Why focus on Palestine refugees from Syria living in Jordan?
An estimated 17,000 PRS are registered with UNRWA in Jordan, just a fraction compared with the 650,000 Syrian refugees registered with UNHCR there. However, the PRS in Jordan are the most forgotten and neglected, and most marginalized segment among refugees from Syria. One-third lack legal documents and consequently risk deportation, and the non-admittance policy was applied to the PRS by the Government of Jordan almost 3 ½ years before the borders were sealed to all other refugees fleeing Syria.
For UNRWA, which was established in 1950 to provide primary health care, education, relief and social services, and emergency assistance to Palestinians fleeing the nakba, the PRS are a new cohort of refugees for its field office in Jordan.
The qualitative assessment that I conducted during the seven weeks in Jordan focused on three segments of PRS: women with children under 2 who had delivered in Jordan; women and men who were diagnosed with diabetes mellitus and/or hypertension; and, women and men who were themselves or had a family member hospitalized in Jordan within the past twelve months. Eighteen group discussions were held in four areas of the country where there are concentrations of PRS.
Although discussions focused primarily on maternal health and care of sick children, non-communicable diseases, and treatment of health providers in hospitals and at UNRWA health centers, participants also brought up the cost of daily living in Jordan, discrimination and bullying of their children in schools, lack of jobs, and the frustration of living on hand-outs. (Read the full report, Health and Status of Palestine Refugees from Syria in Jordan: Situational Analysis)
During the group discussions, participants spoke openly and even offered advice to each other.
In one session, a male participant who was under treatment for both diabetes and hypertension recalled arriving at the hospital, a “dead man.” PRS are unable to get work permits and without income, they hold off seeking health services. His son paid the $185 hospital bill. When I asked if he was taking care of his health as a result of this experience, he shrugged it off. At that point the other participants reprimanded him, telling him that he needs to take better care, if not for himself at least for his wife and son!

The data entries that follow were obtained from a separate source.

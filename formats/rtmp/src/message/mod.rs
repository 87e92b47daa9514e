use std::{backtrace::Backtrace, fmt::Debug};

use tokio_util::bytes::{Buf, Bytes};

use crate::{
    chunk::errors::{ChunkMessageError, ChunkMessageResult},
    commands::{RtmpC2SCommands, RtmpS2CCommands},
};

#[repr(u8)]
#[derive(Debug, Clone, Copy, PartialEq, Eq)]
pub enum RtmpMessageType {
    Audio = 8,
    Video = 9,
    AMF3Data = 15,
    AMF3Command = 17,
    AMF0Data = 18,
    AMF0Command = 20,
}

impl From<RtmpMessageType> for u8 {
    fn from(value: RtmpMessageType) -> Self {
        value as u8
    }
}

impl TryFrom<u8> for RtmpMessageType {
    type Error = ChunkMessageError;
    fn try_from(value: u8) -> Result<Self, Self::Error> {
        match value {
            8 => Ok(RtmpMessageType::Audio),
            9 => Ok(RtmpMessageType::Video),
            15 => Ok(RtmpMessageType::AMF3Data),
            17 => Ok(RtmpMessageType::AMF3Command),
            18 => Ok(RtmpMessageType::AMF0Data),
            20 => Ok(RtmpMessageType::AMF0Command),
            _ => Err(ChunkMessageError::UnknownMessageType {
                type_id: value,
                backtrace: Backtrace::capture(),
            }),
        }
    }
}

/// Message-level body. Media and data payloads stay as `Bytes` so the
/// fan-out layer can hand the same storage to every player.
pub enum RtmpUserMessageBody {
    C2SCommand(RtmpC2SCommands),
    S2Command(RtmpS2CCommands),
    MetaData { payload: Bytes },
    Audio { payload: Bytes },
    Video { payload: Bytes },
}

impl Debug for RtmpUserMessageBody {
    fn fmt(&self, f: &mut std::fmt::Formatter<'_>) -> std::fmt::Result {
        match self {
            Self::C2SCommand(command) => write!(f, "C2SCommand: {:?}", command),
            Self::S2Command(command) => write!(f, "S2CCommand: {:?}", command),
            Self::MetaData { payload } => write!(f, "Meta, length: {}", payload.len()),
            Self::Audio { payload } => write!(f, "Audio, length: {}", payload.len()),
            Self::Video { payload } => write!(f, "Video, length: {}", payload.len()),
        }
    }
}

impl RtmpUserMessageBody {
    /// Decodes a complete message payload as received from a client.
    ///
    /// AMF3 command/data payloads open with a one-byte AMF3 envelope; the
    /// byte is skipped and the rest decodes as AMF0 (no AMF3 value
    /// support).
    pub fn read_c2s_from(
        payload: Bytes,
        message_type: RtmpMessageType,
    ) -> ChunkMessageResult<Self> {
        match message_type {
            RtmpMessageType::Audio => Ok(RtmpUserMessageBody::Audio { payload }),
            RtmpMessageType::Video => Ok(RtmpUserMessageBody::Video { payload }),
            RtmpMessageType::AMF0Data => Ok(RtmpUserMessageBody::MetaData { payload }),
            RtmpMessageType::AMF3Data => Ok(RtmpUserMessageBody::MetaData {
                payload: Self::strip_amf3_envelope(payload),
            }),
            RtmpMessageType::AMF0Command => {
                let mut reader = payload.reader();
                Ok(RtmpUserMessageBody::C2SCommand(RtmpC2SCommands::read_from(
                    &mut reader,
                )?))
            }
            RtmpMessageType::AMF3Command => {
                let mut reader = Self::strip_amf3_envelope(payload).reader();
                Ok(RtmpUserMessageBody::C2SCommand(RtmpC2SCommands::read_from(
                    &mut reader,
                )?))
            }
        }
    }

    fn strip_amf3_envelope(payload: Bytes) -> Bytes {
        match payload.first() {
            Some(0x00) => payload.slice(1..),
            _ => payload,
        }
    }
}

It struck me during our discussions that this may have been the first time that participants had anyone ask—and listen to them—about their experiences. Participants shared openly and willingly and seemed eager to tell their stories. In one instance a woman brought her sick baby to the meeting and, despite my protestations, was willing to delay seeking care (she eventually had her baby seen at the UNRWA health center and then returned to the group). And in every male group, at least one man cried.
Through this process, I was reminded of the power of listening to people’s stories and the humanity that unites us all.
Prior to conducting these group discussions, I held meetings with UNRWA health center staff, all of whom were eager to learn more about the PRS and their experiences. The staff, themselves descendants of refugees from generations ago, said that the PRS are treated the same as all their other patients and were not discriminated in any way by UNRWA’s staff. To me, this was precisely the point: the health center staff should treat PRS differently. Find ways to spend more time, listen to their stories, and provide the PRS with special care. In short, focus on equity over equality.
At the World Health Assembly panel on May 24, which was co-sponsored by UNRWA, The Lancet, and the International Federation of Medical Students’ Associations, I highlighted some of the results from this assessment. The other panelists reviewed the challenges to addressing the health of Palestinians under occupation, and the provision of health care and health education in conflict situations.
In general, the discussion was robust and I was particularly glad to see so many young students of medicine, pharmacy, and veterinary sciences in the audience—their interest in learning about the issues and desire to engage in advocacy should give us all hope.
Ultimately, however, I walked away somewhat disheartened and with a sense of déjà vu. How can we make real change happen? The Lancet is trying; in 2009 it established the Lancet Palestinian Health Alliance, a collaboration among Palestinian, regional, and international researchers to focus on health in Palestine and inform evidence-based policy and practices.
More and more evidence is being produced to show that the lived experience of Palestine refugees is not monolithic, but rather quite varied based on when they became refugees, and where they landed as refugees. More evidence is still needed, no one would argue otherwise, but isn’t it also time for more action as well? We need to translate new and existing evidence to strategically hold governments and the global community accountable for ensuring equitable evidence-based policy and practices for all Palestine refugees. The million dollar question is, “How?”